[Start of Attachment]
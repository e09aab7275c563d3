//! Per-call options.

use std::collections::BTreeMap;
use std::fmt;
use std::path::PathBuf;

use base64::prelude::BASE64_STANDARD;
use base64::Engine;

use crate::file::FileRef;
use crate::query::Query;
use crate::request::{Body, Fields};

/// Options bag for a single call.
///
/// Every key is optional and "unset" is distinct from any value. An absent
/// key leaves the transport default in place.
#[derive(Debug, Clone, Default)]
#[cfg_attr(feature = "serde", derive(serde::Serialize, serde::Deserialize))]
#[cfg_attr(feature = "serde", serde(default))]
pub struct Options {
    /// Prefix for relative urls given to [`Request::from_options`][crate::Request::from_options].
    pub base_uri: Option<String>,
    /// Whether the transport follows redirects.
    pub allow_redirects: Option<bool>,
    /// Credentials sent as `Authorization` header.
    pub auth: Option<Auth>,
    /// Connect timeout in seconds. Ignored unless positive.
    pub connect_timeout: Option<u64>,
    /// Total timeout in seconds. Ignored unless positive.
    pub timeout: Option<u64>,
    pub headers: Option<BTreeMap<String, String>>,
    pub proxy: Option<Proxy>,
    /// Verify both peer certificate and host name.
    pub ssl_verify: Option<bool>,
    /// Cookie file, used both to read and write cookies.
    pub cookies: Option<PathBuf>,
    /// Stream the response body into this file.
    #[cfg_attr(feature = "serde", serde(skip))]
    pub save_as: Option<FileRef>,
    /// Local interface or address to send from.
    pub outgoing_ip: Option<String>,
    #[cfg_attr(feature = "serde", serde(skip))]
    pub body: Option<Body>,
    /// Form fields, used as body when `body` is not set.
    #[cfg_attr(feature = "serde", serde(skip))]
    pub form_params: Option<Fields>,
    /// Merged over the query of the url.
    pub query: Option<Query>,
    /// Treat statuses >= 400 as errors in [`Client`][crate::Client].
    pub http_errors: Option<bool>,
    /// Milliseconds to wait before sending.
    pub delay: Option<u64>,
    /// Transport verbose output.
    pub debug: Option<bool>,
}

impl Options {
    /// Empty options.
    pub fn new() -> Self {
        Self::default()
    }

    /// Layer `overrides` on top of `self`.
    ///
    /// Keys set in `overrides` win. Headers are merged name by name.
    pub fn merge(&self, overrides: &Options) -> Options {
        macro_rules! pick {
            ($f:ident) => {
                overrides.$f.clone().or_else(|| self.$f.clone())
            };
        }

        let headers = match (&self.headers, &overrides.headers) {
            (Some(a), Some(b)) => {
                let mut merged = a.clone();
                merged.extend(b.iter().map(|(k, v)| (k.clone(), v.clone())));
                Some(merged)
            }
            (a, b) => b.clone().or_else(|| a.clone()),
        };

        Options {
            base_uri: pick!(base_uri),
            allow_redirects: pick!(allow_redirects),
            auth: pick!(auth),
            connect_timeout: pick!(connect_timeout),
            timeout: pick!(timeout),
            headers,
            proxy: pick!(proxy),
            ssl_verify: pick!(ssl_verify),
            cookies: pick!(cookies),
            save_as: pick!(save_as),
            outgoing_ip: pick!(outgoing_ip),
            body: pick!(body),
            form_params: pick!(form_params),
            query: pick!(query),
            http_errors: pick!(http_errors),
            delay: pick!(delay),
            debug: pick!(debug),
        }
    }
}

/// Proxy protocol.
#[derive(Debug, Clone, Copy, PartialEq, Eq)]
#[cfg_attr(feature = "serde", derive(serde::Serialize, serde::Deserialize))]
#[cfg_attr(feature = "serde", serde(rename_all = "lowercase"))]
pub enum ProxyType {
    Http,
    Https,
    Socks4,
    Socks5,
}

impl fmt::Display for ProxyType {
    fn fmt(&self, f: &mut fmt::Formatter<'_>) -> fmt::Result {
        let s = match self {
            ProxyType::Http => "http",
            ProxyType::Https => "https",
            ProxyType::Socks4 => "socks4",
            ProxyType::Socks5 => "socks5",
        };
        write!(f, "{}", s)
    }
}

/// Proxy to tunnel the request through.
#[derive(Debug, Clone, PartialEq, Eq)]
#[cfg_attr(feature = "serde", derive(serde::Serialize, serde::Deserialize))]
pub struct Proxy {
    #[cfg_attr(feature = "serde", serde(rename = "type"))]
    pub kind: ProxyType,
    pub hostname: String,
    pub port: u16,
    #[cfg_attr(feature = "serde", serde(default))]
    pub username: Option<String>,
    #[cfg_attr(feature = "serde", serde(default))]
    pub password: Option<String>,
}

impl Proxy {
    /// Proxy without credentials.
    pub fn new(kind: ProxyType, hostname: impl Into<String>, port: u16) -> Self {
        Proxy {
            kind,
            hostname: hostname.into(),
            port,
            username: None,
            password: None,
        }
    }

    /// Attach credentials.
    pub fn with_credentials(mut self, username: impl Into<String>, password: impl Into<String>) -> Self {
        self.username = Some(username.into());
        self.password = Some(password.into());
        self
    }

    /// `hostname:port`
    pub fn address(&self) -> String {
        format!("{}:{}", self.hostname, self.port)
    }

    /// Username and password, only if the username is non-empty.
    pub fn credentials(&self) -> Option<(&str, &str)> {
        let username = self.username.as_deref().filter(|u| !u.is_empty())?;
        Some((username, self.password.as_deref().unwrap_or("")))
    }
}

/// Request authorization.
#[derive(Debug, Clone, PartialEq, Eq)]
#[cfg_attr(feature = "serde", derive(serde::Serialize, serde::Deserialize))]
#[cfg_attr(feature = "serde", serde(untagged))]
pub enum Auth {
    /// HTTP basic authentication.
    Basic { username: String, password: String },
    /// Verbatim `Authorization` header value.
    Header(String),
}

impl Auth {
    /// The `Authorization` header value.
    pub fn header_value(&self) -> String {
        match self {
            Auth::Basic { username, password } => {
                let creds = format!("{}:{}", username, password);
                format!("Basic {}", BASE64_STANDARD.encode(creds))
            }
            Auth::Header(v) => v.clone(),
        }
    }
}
[End of Attachment]
▶ [Description of the task]:
Every entry must be quoted exactly as it appears above.

▶ [Task output]:
repository e09aab7275c563d3
//! Per-call options.

use std::collections::BTreeMap;
use std::fmt;
use std::path::PathBuf;

use base64::prelude::BASE64_STANDARD;
use base64::Engine;

use crate::file::FileRef;
use crate::query::Query;
use crate::request::{Body, Fields};

/// Options bag for a single call.
///
/// Every key is optional and "unset" is distinct from any value. An absent
/// key leaves the transport default in place.
#[derive(Debug, Clone, Default)]
#[cfg_attr(feature = "serde", derive(serde::Serialize, serde::Deserialize))]
#[cfg_attr(feature = "serde", serde(default))]
pub struct Options {
    /// Prefix for relative urls given to [`Request::from_options`][crate::Request::from_options].
    pub base_uri: Option<String>,
    /// Whether the transport follows redirects.
    pub allow_redirects: Option<bool>,
    /// Credentials sent as `Authorization` header.
    pub auth: Option<Auth>,
    /// Connect timeout in seconds. Ignored unless positive.
    pub connect_timeout: Option<u64>,
    /// Total timeout in seconds. Ignored unless positive.
    pub timeout: Option<u64>,
    pub headers: Option<BTreeMap<String, String>>,
    pub proxy: Option<Proxy>,
    /// Verify both peer certificate and host name.
    pub ssl_verify: Option<bool>,
    /// Cookie file, used both to read and write cookies.
    pub cookies: Option<PathBuf>,
    /// Stream the response body into this file.
    #[cfg_attr(feature = "serde", serde(skip))]
    pub save_as: Option<FileRef>,
    /// Local interface or address to send from.
    pub outgoing_ip: Option<String>,
    #[cfg_attr(feature = "serde", serde(skip))]
    pub body: Option<Body>,
    /// Form fields, used as body when `body` is not set.
    #[cfg_attr(feature = "serde", serde(skip))]
    pub form_params: Option<Fields>,
    /// Merged over the query of the url.
    pub query: Option<Query>,
    /// Treat statuses >= 400 as errors in [`Client`][crate::Client].
    pub http_errors: Option<bool>,
    /// Milliseconds to wait before sending.
    pub delay: Option<u64>,
    /// Transport verbose output.
    pub debug: Option<bool>,
}

impl Options {
    /// Empty options.
    pub fn new() -> Self {
        Self::default()
    }

    /// Layer `overrides` on top of `self`.
    ///
    /// Keys set in `overrides` win. Headers are merged name by name.
    pub fn merge(&self, overrides: &Options) -> Options {
        macro_rules! pick {
            ($f:ident) => {
                overrides.$f.clone().or_else(|| self.$f.clone())
            };
        }

        let headers = match (&self.headers, &overrides.headers) {
            (Some(a), Some(b)) => {
                let mut merged = a.clone();
                merged.extend(b.iter().map(|(k, v)| (k.clone(), v.clone())));
                Some(merged)
            }
            (a, b) => b.clone().or_else(|| a.clone()),
        };

        Options {
            base_uri: pick!(base_uri),
            allow_redirects: pick!(allow_redirects),
            auth: pick!(auth),
            connect_timeout: pick!(connect_timeout),
            timeout: pick!(timeout),
            headers,
            proxy: pick!(proxy),
            ssl_verify: pick!(ssl_verify),
            cookies: pick!(cookies),
            save_as: pick!(save_as),
            outgoing_ip: pick!(outgoing_ip),
            body: pick!(body),
            form_params: pick!(form_params),
            query: pick!(query),
            http_errors: pick!(http_errors),
            delay: pick!(delay),
            debug: pick!(debug),
        }
    }
}

/// Proxy protocol.
#[derive(Debug, Clone, Copy, PartialEq, Eq)]
#[cfg_attr(feature = "serde", derive(serde::Serialize, serde::Deserialize))]
#[cfg_attr(feature = "serde", serde(rename_all = "lowercase"))]
pub enum ProxyType {
    Http,
    Https,
    Socks4,
    Socks5,
}

impl fmt::Display for ProxyType {
    fn fmt(&self, f: &mut fmt::Formatter<'_>) -> fmt::Result {
        let s = match self {
            ProxyType::Http => "http",
            ProxyType::Https => "https",
            ProxyType::Socks4 => "socks4",
            ProxyType::Socks5 => "socks5",
        };
        write!(f, "{}", s)
    }
}

/// Proxy to tunnel the request through.
#[derive(Debug, Clone, PartialEq, Eq)]
#[cfg_attr(feature = "serde", derive(serde::Serialize, serde::Deserialize))]
pub struct Proxy {
    #[cfg_attr(feature = "serde", serde(rename = "type"))]
    pub kind: ProxyType,
    pub hostname: String,
    pub port: u16,
    #[cfg_attr(feature = "serde", serde(default))]
    pub username: Option<String>,
    #[cfg_attr(feature = "serde", serde(default))]
    pub password: Option<String>,
}

impl Proxy {
    /// Proxy without credentials.
    pub fn new(kind: ProxyType, hostname: impl Into<String>, port: u16) -> Self {
        Proxy {
            kind,
            hostname: hostname.into(),
            port,
            username: None,
            password: None,
        }
    }

    /// Attach credentials.
    pub fn with_credentials(mut self, username: impl Into<String>, password: impl Into<String>) -> Self {
        self.username = Some(username.into());
        self.password = Some(password.into());
        self
    }

    /// `hostname:port`
    pub fn address(&self) -> String {
        format!("{}:{}", self.hostname, self.port)
    }

    /// Username and password, only if the username is non-empty.
    pub fn credentials(&self) -> Option<(&str, &str)> {
        let username = self.username.as_deref().filter(|u| !u.is_empty())?;
        Some((username, self.password.as_deref().unwrap_or("")))
    }
}

/// Request authorization.
#[derive(Debug, Clone, PartialEq, Eq)]
#[cfg_attr(feature = "serde", derive(serde::Serialize, serde::Deserialize))]
#[cfg_attr(feature = "serde", serde(untagged))]
pub enum Auth {
    /// HTTP basic authentication.
    Basic { username: String, password: String },
    /// Verbatim `Authorization` header value.
    Header(String),
}

impl Auth {
    /// The `Authorization` header value.
    pub fn header_value(&self) -> String {
        match self {
            Auth::Basic { username, password } => {
                let creds = format!("{}:{}", username, password);
                format!("Basic {}", BASE64_STANDARD.encode(creds))
            }
            Auth::Header(v) => v.clone(),
        }
    }
}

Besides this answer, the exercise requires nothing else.